__Task directions__.
Given the listing below, the answer must be only the number of lines containing the string "crate".
___
#[cfg(test)]
mod tests {
    use super::*;
    use crate::cache::MemoryCache;
    use crate::gateway::testing::RecordingGateway;
    use crate::notify::LogSink;
    use gatehouse_common::PolicyPatch;
    use std::sync::atomic::Ordering;

    const GROUP: GroupId = GroupId(-1001);
    const USER: UserId = UserId(42);

    struct Fixture {
        _dir: tempfile::TempDir,
        coordinator: Arc<JoinCoordinator>,
        gateway: Arc<RecordingGateway>,
        cache: Arc<dyn EphemeralCache>,
        store: Arc<Store>,
        policies: Arc<PolicyRepository>,
    }

    async fn fixture() -> Fixture {
        let dir = tempfile::tempdir().unwrap();
        let store = Arc::new(Store::open(dir.path().join("c.sqlite")).await.unwrap());
        let cache: Arc<dyn EphemeralCache> = Arc::new(MemoryCache::new());
        let gateway = Arc::new(RecordingGateway::new());
        let policies = Arc::new(PolicyRepository::new(store.clone(), cache.clone()));
        let limiter = RateLimiter::new(cache.clone());

        let settings = ChallengeSettings::default();
        let coordinator = Arc::new(JoinCoordinator::new(
            policies.clone(),
            store.clone(),
            cache.clone(),
            gateway.clone(),
            limiter,
            Arc::new(LogSink),
            ChallengeEngine::new(None, settings.max_attempts),
            settings,
        ));

        Fixture {
            _dir: dir,
            coordinator,
            gateway,
            cache,
            store,
            policies,
        }
    }

    async fn enable_challenge(fixture: &Fixture) {
        fixture
            .policies
            .upsert(
                GROUP,
                PolicyPatch {
                    challenge_enabled: Some(true),
                    ..PolicyPatch::default()
                },
            )
            .await
            .unwrap();
    }

    async fn stored_challenge(fixture: &Fixture) -> StoredChallenge {
        let raw = fixture
            .cache
            .get(&cache_keys::challenge(GROUP, USER))
            .await
            .unwrap()
            .expect("challenge record missing");
        serde_json::from_str(&raw).unwrap()
    }

    /// Token of the option matching (or not matching) the stored answer.
    async fn pick_option(fixture: &Fixture, correct: bool) -> String {
        let answer = stored_challenge(fixture).await.answer;
        let options = fixture.gateway.last_options().expect("no options on screen");
        options
            .iter()
            .find(|o| (o.label == answer) == correct)
            .expect("no matching option")
            .token
            .clone()
    }

    #[tokio::test]
    async fn disabled_policy_means_no_action() {
        let fixture = fixture().await;

        fixture
            .coordinator
            .handle_join_request(GROUP, USER, "Alice")
            .await
            .unwrap();

        assert!(fixture.gateway.recorded().is_empty());
        assert!(fixture.store.get_request(GROUP, USER).await.unwrap().is_none());
        assert!(
            !fixture
                .cache
                .exists(&cache_keys::challenge(GROUP, USER))
                .await
                .unwrap()
        );
    }

    #[tokio::test]
    async fn correct_answer_approves_exactly_once() {
        let fixture = fixture().await;
        enable_challenge(&fixture).await;

        fixture
            .coordinator
            .handle_join_request(GROUP, USER, "Alice")
            .await
            .unwrap();

        // Four distinct options, the answer among them exactly once.
        let answer = stored_challenge(&fixture).await.answer;
        let options = fixture.gateway.last_options().unwrap();
        assert_eq!(options.len(), 4);
        assert_eq!(options.iter().filter(|o| o.label == answer).count(), 1);

        let token = pick_option(&fixture, true).await;
        fixture.coordinator.handle_answer(&token, USER).await.unwrap();

        assert_eq!(fixture.gateway.approvals(), 1);
        let request = fixture.store.get_request(GROUP, USER).await.unwrap().unwrap();
        assert_eq!(request.status, RequestStatus::Approved);
        // Live challenge state is gone.
        assert!(
            !fixture
                .cache
                .exists(&cache_keys::challenge(GROUP, USER))
                .await
                .unwrap()
        );
        // The approval marker is set for the mute-on-join handler.
        assert!(
            fixture
                .cache
                .exists(&cache_keys::approval_marker(GROUP, USER))
                .await
                .unwrap()
        );
    }

    #[tokio::test]
    async fn third_attempt_can_still_succeed() {
        let fixture = fixture().await;
        enable_challenge(&fixture).await;

        fixture
            .coordinator
            .handle_join_request(GROUP, USER, "Alice")
            .await
            .unwrap();

        for _ in 0..2 {
            let wrong = pick_option(&fixture, false).await;
            fixture.coordinator.handle_answer(&wrong, USER).await.unwrap();
        }
        // Still unresolved, fresh operands on screen.
        let request = fixture.store.get_request(GROUP, USER).await.unwrap().unwrap();
        assert_eq!(request.status, RequestStatus::ChallengeIssued);
        assert_eq!(stored_challenge(&fixture).await.attempts, 2);

        let token = pick_option(&fixture, true).await;
        fixture.coordinator.handle_answer(&token, USER).await.unwrap();

        assert_eq!(fixture.gateway.approvals(), 1);
        let request = fixture.store.get_request(GROUP, USER).await.unwrap().unwrap();
        assert_eq!(request.status, RequestStatus::Approved);
    }

    #[tokio::test]
    async fn exhausted_attempts_reject_and_rate_limit() {
        let fixture = fixture().await;
        enable_challenge(&fixture).await;

        fixture
            .coordinator
            .handle_join_request(GROUP, USER, "Alice")
            .await
            .unwrap();

        for _ in 0..3 {
            let wrong = pick_option(&fixture, false).await;
            fixture.coordinator.handle_answer(&wrong, USER).await.unwrap();
        }

        let request = fixture.store.get_request(GROUP, USER).await.unwrap().unwrap();
        assert_eq!(request.status, RequestStatus::Rejected);
        assert_eq!(fixture.gateway.approvals(), 0);

        let limiter = RateLimiter::new(fixture.cache.clone());
        assert!(limiter.is_limited(USER).await.unwrap());
        let remaining = limiter.time_remaining(USER).await.unwrap();
        assert!(remaining > 0 && remaining <= 60);

        // No further challenge was issued after the terminal transition.
        assert!(
            !fixture
                .cache
                .exists(&cache_keys::challenge(GROUP, USER))
                .await
                .unwrap()
        );
    }

    #[tokio::test]
    async fn answers_from_other_users_consume_nothing() {
        let fixture = fixture().await;
        enable_challenge(&fixture).await;

        fixture
            .coordinator
            .handle_join_request(GROUP, USER, "Alice")
            .await
            .unwrap();

        let token = pick_option(&fixture, true).await;
        fixture
            .coordinator
            .handle_answer(&token, UserId(777))
            .await
            .unwrap();

        assert_eq!(fixture.gateway.approvals(), 0);
        let request = fixture.store.get_request(GROUP, USER).await.unwrap().unwrap();
        assert_eq!(request.status, RequestStatus::ChallengeIssued);
        assert_eq!(stored_challenge(&fixture).await.attempts, 0);
    }

    #[tokio::test]
    async fn timeout_is_idempotent() {
        let fixture = fixture().await;
        enable_challenge(&fixture).await;

        fixture
            .coordinator
            .handle_join_request(GROUP, USER, "Alice")
            .await
            .unwrap();

        // At the real deadline the cached record has lapsed alongside the
        // timer; model that before firing the handler twice.
        fixture
            .cache
            .delete(&cache_keys::challenge(GROUP, USER))
            .await
            .unwrap();
        fixture.coordinator.expire_challenge(GROUP, USER).await;
        fixture.coordinator.expire_challenge(GROUP, USER).await;

        let request = fixture.store.get_request(GROUP, USER).await.unwrap().unwrap();
        assert_eq!(request.status, RequestStatus::Expired);
        // Side effects happened at most once.
        assert_eq!(fixture.gateway.deletions(), 1);
        let expired_notices = fixture
            .gateway
            .sent_texts()
            .iter()
            .filter(|t| t.contains("Time expired"))
            .count();
        assert_eq!(expired_notices, 1);
    }

    #[tokio::test]
    async fn stale_timer_spares_a_reissued_challenge() {
        let fixture = fixture().await;
        enable_challenge(&fixture).await;

        fixture
            .coordinator
            .handle_join_request(GROUP, USER, "Alice")
            .await
            .unwrap();
        // A wrong answer re-issues with a fresh deadline.
        let wrong = pick_option(&fixture, false).await;
        fixture.coordinator.handle_answer(&wrong, USER).await.unwrap();

        // The timer armed for the first challenge fires now; the live record
        // has time left, so nothing happens.
        fixture.coordinator.expire_challenge(GROUP, USER).await;

        let request = fixture.store.get_request(GROUP, USER).await.unwrap().unwrap();
        assert_eq!(request.status, RequestStatus::ChallengeIssued);
        assert!(
            fixture
                .cache
                .exists(&cache_keys::challenge(GROUP, USER))
                .await
                .unwrap()
        );
    }

    #[tokio::test]
    async fn timeout_after_approval_is_a_no_op() {
        let fixture = fixture().await;
        enable_challenge(&fixture).await;

        fixture
            .coordinator
            .handle_join_request(GROUP, USER, "Alice")
            .await
            .unwrap();
        let token = pick_option(&fixture, true).await;
        fixture.coordinator.handle_answer(&token, USER).await.unwrap();

        fixture.coordinator.expire_challenge(GROUP, USER).await;

        let request = fixture.store.get_request(GROUP, USER).await.unwrap().unwrap();
        assert_eq!(request.status, RequestStatus::Approved);
        assert_eq!(fixture.gateway.deletions(), 0);
    }

    #[tokio::test]
    async fn rerequest_removes_previous_artifacts() {
        let fixture = fixture().await;
        enable_challenge(&fixture).await;

        fixture
            .coordinator
            .handle_join_request(GROUP, USER, "Alice")
            .await
            .unwrap();
        fixture
            .cache
            .delete(&cache_keys::challenge(GROUP, USER))
            .await
            .unwrap();
        fixture.coordinator.expire_challenge(GROUP, USER).await;
        let deletions_before = fixture.gateway.deletions();

        fixture
            .coordinator
            .handle_join_request(GROUP, USER, "Alice")
            .await
            .unwrap();

        // The timeout notice from the previous attempt went away.
        assert!(fixture.gateway.deletions() > deletions_before);
        let request = fixture.store.get_request(GROUP, USER).await.unwrap().unwrap();
        assert_eq!(request.status, RequestStatus::ChallengeIssued);
        assert!(request.timeout_notice.is_none());
    }

    #[tokio::test]
    async fn failed_approval_is_recoverable() {
        let fixture = fixture().await;
        enable_challenge(&fixture).await;

        fixture
            .coordinator
            .handle_join_request(GROUP, USER, "Alice")
            .await
            .unwrap();

        fixture.gateway.fail_approve.store(true, Ordering::SeqCst);
        let token = pick_option(&fixture, true).await;
        fixture.coordinator.handle_answer(&token, USER).await.unwrap();

        // No terminal transition, the user was told it was not their fault.
        let request = fixture.store.get_request(GROUP, USER).await.unwrap().unwrap();
        assert_eq!(request.status, RequestStatus::ChallengeIssued);
        assert!(
            fixture
                .gateway
                .sent_texts()
                .iter()
                .any(|t| t.contains("approving the request failed"))
        );

        // The same answer goes through once the platform recovers.
        fixture.gateway.fail_approve.store(false, Ordering::SeqCst);
        fixture.coordinator.handle_answer(&token, USER).await.unwrap();
        assert_eq!(fixture.gateway.approvals(), 1);
        let request = fixture.store.get_request(GROUP, USER).await.unwrap().unwrap();
        assert_eq!(request.status, RequestStatus::Approved);
    }

    #[tokio::test]
    async fn rate_limited_users_get_a_wait_notice_instead_of_a_challenge() {
        let fixture = fixture().await;
        enable_challenge(&fixture).await;

        let limiter = RateLimiter::new(fixture.cache.clone());
        limiter
            .set_limit(USER, Duration::from_secs(60))
            .await
            .unwrap();

        fixture
            .coordinator
            .handle_join_request(GROUP, USER, "Alice")
            .await
            .unwrap();

        assert!(
            !fixture
                .cache
                .exists(&cache_keys::challenge(GROUP, USER))
                .await
                .unwrap()
        );
        assert!(
            fixture
                .gateway
                .sent_texts()
                .iter()
                .any(|t| t.contains("Please wait"))
        );
    }
}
___
__Final answer__.
3